Association between decile categories (lowest decile group is reference category) for weighted number of risk alleles carried and PCa. Decile-specific odds ratios were estimated based on the imputed dataset (931 cases and 1,126 controls) for (a) 23 newly reported PCa variants (b) 40 established PCa variants (c) 63 combined PCa variants.
Discussion
More than 60 independent common PCa variants have been discovered through GWAS in men of European ancestry. The initial discoveries, often made with relatively small case-control samples, were made possible by the relatively strong effects (OR >1.25) of the associated variants.
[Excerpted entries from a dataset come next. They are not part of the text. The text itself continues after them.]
//! Shared fixtures for app integration tests.

use std::collections::HashMap;
use std::sync::Mutex;
use std::time::{Duration, Instant};

use qr_ledger_app::{ScanSession, SessionStep};
use qr_ledger_lookup::{LookupError, RecordLookup};

/// Lookup answering from a fixed table and recording every call.
#[derive(Debug, Default)]
pub struct ScriptedLookup {
    answers: HashMap<String, String>,
    calls: Mutex<Vec<String>>,
}

impl ScriptedLookup {
    /// Creates a lookup resolving each `(identifier, text)` pair.
    #[allow(dead_code)]
    pub fn with_answers(answers: &[(&str, &str)]) -> Self {
        Self {
            answers: answers
                .iter()
                .map(|(id, text)| (id.to_string(), text.to_string()))
                .collect(),
            calls: Mutex::new(Vec::new()),
        }
    }

    /// Returns identifiers looked up so far.
    #[allow(dead_code)]
    pub fn calls(&self) -> Vec<String> {
        self.calls.lock().expect("call lock should work").clone()
    }
}

impl RecordLookup for ScriptedLookup {
    fn get_record_by_id(&self, id: &str) -> Result<String, LookupError> {
        self.calls
            .lock()
            .expect("call lock should work")
            .push(id.to_string());
        self.answers
            .get(id)
            .cloned()
            .ok_or_else(|| LookupError::NotFound(id.to_string()))
    }
}

/// Pumps the session until a lookup completion has been rendered.
#[allow(dead_code)]
pub fn wait_for_lookup(session: &mut ScanSession) {
    let deadline = Instant::now() + Duration::from_secs(5);
    while Instant::now() < deadline {
        let step = session
            .pump(Duration::from_millis(50))
            .expect("session event should apply");
        if matches!(step, Some(SessionStep::Render(Some(_)))) {
            return;
        }
    }
    panic!("lookup did not complete in time");
}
The more recent discoveries, including the 23 newly reported variants in Eeles et al. (20), required considerably larger sample sizes due to the associated variants having much smaller effects (OR~1.10). We have previously demonstrated that many of the older, stronger-effect, PCa variants are individually associated with early-onset PCa (21). Herein, we sought to assess whether there was evidence of association between early-onset PCa and these 23 new variants. We also evaluated the added utility of including the total burden of PCa risk alleles for these 23 new variants in combination with 40 previously established PCa variants on early-onset disease prediction. We note that we found no evidence supporting an association between the cumulative burden of PCa risk alleles and measures of disease severity including Gleason grade, tumor stage or PSA (data not shown).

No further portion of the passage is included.